В самый раз для встречи 2070 года. Хотя, по его подсчётам, был уже конец января. Конечно, его дом – его крепость. Окна заколочены, а снаружи ещё и ставнями закрыты. Ни одно животное не пробьётся. Двери – две, обе прочные, с засовами.
Волки уйдут, оставят его в покое. А не уйдут… им же хуже. Он убьёт парочку и съест. Найдёт способ. Это ещё не худшее, что может быть. Тревожнее было бы увидеть следы людей. Или услышать звуки мотора, ружейный выстрел, голоса. Вот от этого не спасли бы ни двери, ни засовы, ни толстые стены.
Так Александр успокаивал себя. И хоть он слышал много охотничьих историй про коварство серых, в Прокопе они больших проблем не доставляли, поэтому Саша их недооценивал. Думал, что опасны они для тех, у кого есть скот или дети. Охотники, которые ходили далеко в тайгу, считали волков добычей или досадной помехой, а не угрозой. Но то опытные мужики, которые со своими ружьями были как одно целое.

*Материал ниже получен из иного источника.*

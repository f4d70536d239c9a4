use axum::{
    Json,
    http::StatusCode,
    response::{IntoResponse, Response},
};
use serde::{Deserialize, Serialize};
use thiserror::Error;

#[derive(Error, Debug)]
pub enum AppError {
    #[error("Database error: {0}")]
    Database(#[from] sqlx::Error),

    #[error("Unauthorized: {0}")]
    Unauthorized(String),

    #[error("Forbidden: {0}")]
    Forbidden(String),

    #[error("Not found: {0}")]
    NotFound(String),

    #[error("Validation error: {0}")]
    Validation(String),

    #[error("Conflict: {0}")]
    Conflict(String),

    #[error("Internal server error: {0}")]
    Internal(String),
}

#[derive(Serialize, Deserialize)]
pub struct ErrorResponse {
    pub error: String,
    pub message: String,
}

impl IntoResponse for AppError {
    fn into_response(self) -> Response {
        let (status, error_type, message) = match self {
            AppError::Database(ref e) => {
                tracing::error!("Database error: {}", e);
                (
                    StatusCode::INTERNAL_SERVER_ERROR,
                    "database_error",
                    self.to_string(),
                )
            }
            AppError::Unauthorized(ref msg) => {
                tracing::debug!("Unauthorized: {}", msg);
                (StatusCode::UNAUTHORIZED, "unauthorized", msg.clone())
            }
            AppError::Forbidden(ref msg) => {
                tracing::debug!("Forbidden: {}", msg);
                (StatusCode::FORBIDDEN, "forbidden", msg.clone())
            }
            AppError::NotFound(ref msg) => {
                tracing::debug!("Not found: {}", msg);
                (StatusCode::NOT_FOUND, "not_found", msg.clone())
            }
            AppError::Validation(ref msg) => {
                (StatusCode::BAD_REQUEST, "validation_error", msg.clone())
            }
            AppError::Conflict(ref msg) => {
                tracing::debug!("Conflict: {}", msg);
                (StatusCode::CONFLICT, "conflict", msg.clone())
            }
            AppError::Internal(ref msg) => {
                tracing::error!("Internal error: {}", msg);
                (
                    StatusCode::INTERNAL_SERVER_ERROR,
                    "internal_error",
                    msg.clone(),
                )
            }
        };

        let body = Json(ErrorResponse {
            error: error_type.to_string(),
            message,
        });

        (status, body).into_response()
    }
}

impl From<anyhow::Error> for AppError {
    fn from(err: anyhow::Error) -> Self {
        AppError::Internal(err.to_string())
    }
}

pub type AppResult<T> = Result<T, AppError>;
use axum::{
    extract::{Request, State},
    http::header,
    middleware::Next,
    response::Response,
};
use std::sync::Arc;

use crate::api::AppState;
use crate::utils::error::AppError;

pub const AUTH_USER_ID_HEADER: &str = "x-user-id";
pub const AUTH_ROLE_HEADER: &str = "x-user-role";
pub const AUTH_ORG_ID_HEADER: &str = "x-organization-id";

/// Verifies the bearer credential and stamps the identity triple onto the
/// request for downstream handlers.
pub async fn auth_middleware(
    State(state): State<Arc<AppState>>,
    mut request: Request,
    next: Next,
) -> Result<Response, AppError> {
    let auth_header = request
        .headers()
        .get(header::AUTHORIZATION)
        .and_then(|value| value.to_str().ok());

    let token = auth_header
        .and_then(|h| h.strip_prefix("Bearer "))
        .ok_or_else(|| {
            AppError::Unauthorized("Missing or invalid authorization header".to_string())
        })?;

    let identity = state.jwt_service.verify(token)?;

    // The account may have been deactivated since the token was issued.
    if !crate::services::user::is_active(&state.db, &identity.user_id)
        .await
        .map_err(|_| AppError::Internal("Database error during auth check".to_string()))?
    {
        return Err(AppError::Unauthorized("User no longer active".to_string()));
    }

    let set = |request: &mut Request, name: &'static str, value: &str| {
        value
            .parse()
            .map(|v| request.headers_mut().insert(name, v))
            .map_err(|_| AppError::Internal("Failed to set identity header".to_string()))
    };
    set(&mut request, AUTH_USER_ID_HEADER, &identity.user_id)?;
    set(&mut request, AUTH_ROLE_HEADER, &identity.role)?;
    set(&mut request, AUTH_ORG_ID_HEADER, &identity.organization_id)?;

    Ok(next.run(request).await)
}
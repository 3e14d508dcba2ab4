//  BFS.rs
//    by Lut99
//
//  Created:
//    17 Feb 2025, 09:31:48
//  Last edited:
//    20 Feb 2025, 17:12:05
//  Auto updated?
//    Yes
//
//  Description:
//!   Implements uninformed breadth-first search over STRIPS actions.
//!
//!   The frontier is a FIFO-queue of states (with the plan that reached
//!   them), and states are remembered as _explored_ once they are dequeued.
//!   Successors are only checked against the explored set, so a state may
//!   sit on the frontier more than once before it is dequeued for the first
//!   time. That doesn't affect which plan is found nor the number of explored
//!   states, but it does inflate the frontier. Use
//!   [`FrontierPolicy::FrontierAndExplored`] to deduplicate against the
//!   frontier too.
//

use std::collections::{HashSet, VecDeque};

use super::{Budget, Limits, Plan, SearchResult, Termination, Trail};
use crate::action::{ActionSet, Cost};
use crate::log::{debug, trace};
use crate::state::{Goal, State};
use crate::transition::successors;


/***** AUXILLARY *****/
/// Decides which successors the BFS-driver puts on its frontier.
#[derive(Clone, Copy, Debug, Default, Eq, Hash, PartialEq)]
pub enum FrontierPolicy {
    /// Only skip successors that have already been expanded. A state may be queued several times
    /// before its first expansion.
    #[default]
    ExploredOnly,
    /// Skip successors that have already been expanded _or_ that are already queued.
    ///
    /// This keeps the frontier smaller, but changes how many states are generated.
    FrontierAndExplored,
}





/***** LIBRARY FUNCTIONS *****/
/// Searches for the plan with the fewest actions from `initial` to `goal`.
///
/// Convenience wrapper around [`search_with()`] with the default [`FrontierPolicy`] and no limits.
///
/// # Arguments
/// - `actions`: The [`ActionSet`] to plan with. Costs are ignored.
/// - `initial`: The [`State`] to start in.
/// - `goal`: The [`Goal`] to reach.
///
/// # Returns
/// A [`SearchResult`] with the found plan (if any) and the number of states explored.
#[inline]
pub fn search(actions: &ActionSet, initial: &State, goal: &Goal) -> SearchResult {
    search_with(actions, initial, goal, FrontierPolicy::default(), &Limits::none())
}

/// Searches for the plan with the fewest actions from `initial` to `goal`.
///
/// The search is deterministic: actions are tried in the order of the `actions`-set, and the
/// frontier is first-in, first-out. If a plan exists in a finite state space, no plan with fewer
/// actions exists.
///
/// # Arguments
/// - `actions`: The [`ActionSet`] to plan with. Costs are ignored; the returned plan's cost is its
///   number of steps.
/// - `initial`: The [`State`] to start in.
/// - `goal`: The [`Goal`] to reach.
/// - `policy`: The [`FrontierPolicy`] that decides which successors are queued.
/// - `limits`: Any [`Limits`] to stop the search early.
///
/// # Returns
/// A [`SearchResult`] with the found plan (if any) and the number of states explored. If the goal
/// is unreachable, the plan is [`None`] and `explored` counts every reachable state.
pub fn search_with(actions: &ActionSet, initial: &State, goal: &Goal, policy: FrontierPolicy, limits: &Limits) -> SearchResult {
    debug!("Running BFS over {} action(s) ({policy:?}) from {initial} to {goal}", actions.len());
    let budget = Budget::start(limits);

    let mut trail = Trail::new();
    let mut frontier: VecDeque<(State, Option<usize>)> = VecDeque::from([(initial.clone(), None)]);
    let mut queued: HashSet<State> = HashSet::new();
    if policy == FrontierPolicy::FrontierAndExplored {
        queued.insert(initial.clone());
    }
    let mut explored: HashSet<State> = HashSet::new();
    while let Some((state, last)) = frontier.pop_front() {
        if goal.is_satisfied_by(&state) {
            let steps = trail.unwind(actions, last);
            debug!("BFS found a plan of {} step(s) after exploring {} state(s)", steps.len(), explored.len());
            let cost = steps.len() as Cost;
            return SearchResult { plan: Some(Plan::new(steps, cost)), explored: explored.len(), generated: trail.len() + 1, termination: Termination::Found };
        }

        // A later copy of an expanded state would only queue successors that its first copy already queued
        if explored.contains(&state) {
            trace!("--> Skipping duplicate of expanded state {state}");
            continue;
        }
        if let Some(cutoff) = budget.check(explored.len()) {
            debug!("BFS stopped after exploring {} state(s): {cutoff}", explored.len());
            return SearchResult { plan: None, explored: explored.len(), generated: trail.len() + 1, termination: Termination::Cutoff(cutoff) };
        }
        trace!("--> Expanding {state}");
        explored.insert(state.clone());

        for (i, action, next) in successors(&state, actions) {
            if explored.contains(&next) {
                continue;
            }
            if policy == FrontierPolicy::FrontierAndExplored && !queued.insert(next.clone()) {
                continue;
            }
            trace!("-----> Queueing '{}' -> {next}", action.name());
            let step: usize = trail.push(last, i);
            frontier.push_back((next, Some(step)));
        }
    }

    debug!("BFS exhausted the state space after exploring {} state(s)", explored.len());
    SearchResult { plan: None, explored: explored.len(), generated: trail.len() + 1, termination: Termination::Exhausted }
}





/***** TESTS *****/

Иногда маленький Сашка слышал другое. «Жрут всё, что на четырёх ногах, кроме столов и стульев. Но могут и то, что на двух. Умные, почти как люди. Хорошо, что у них лапки…» – вспомнил дедушкины слова.
Младший подумал, как ему везло во время пути. Сейчас он в более выгодной позиции. Но он плохо знает их повадки. Если убьёт одного, будет ли стая мстить до упора или, наоборот, сбежит? Только дьявол поймёт психологию умных зверей, у которых есть и инстинкты, и «коллективный разум».
Утром Саша со всеми предосторожностями вышел из дома. Сначала вглядывался в окошко в сенях, потом приоткрыл дверь и выставил шапку на палке, на случай если кто-то затаился в «мёртвой зоне» справа или слева. Долго прислушивался и только минут через пятнадцать позволил себе выйти в обнимку с ружьём. И обомлел.
Вся снежная поляна – бывший двор – была покрыта «лапками»: вверху четыре овальных пальца полукругом, внизу в основании – пятый в форме сердечка. Он насчитал четыре или пять двойных цепочек, которые шли вокруг дома по спирали, будто серые искали, нет ли способа попасть внутрь. Хотя он не следопыт, и их могло быть меньше… или больше… Перед дверью следы тоже имелись.
После этой ночи Саша стал ещё более осторожным. Работы, которые можно было делать под крышей, перенёс туда. Во дворе двигался перебежками. Если было пасмурно, выносил свою лампу-коптилку, вешал над дверью, зажигал самодельные факелы из тряпок, а иногда и небольшие костерки. Почему-то ему казалось, что открытый огонь напугает зверей. Может, из книжек про первобытных людей что-то засело в голове. А ночью… и вечером тоже… из дома носа не высовывал. Да не очень-то и хотелось.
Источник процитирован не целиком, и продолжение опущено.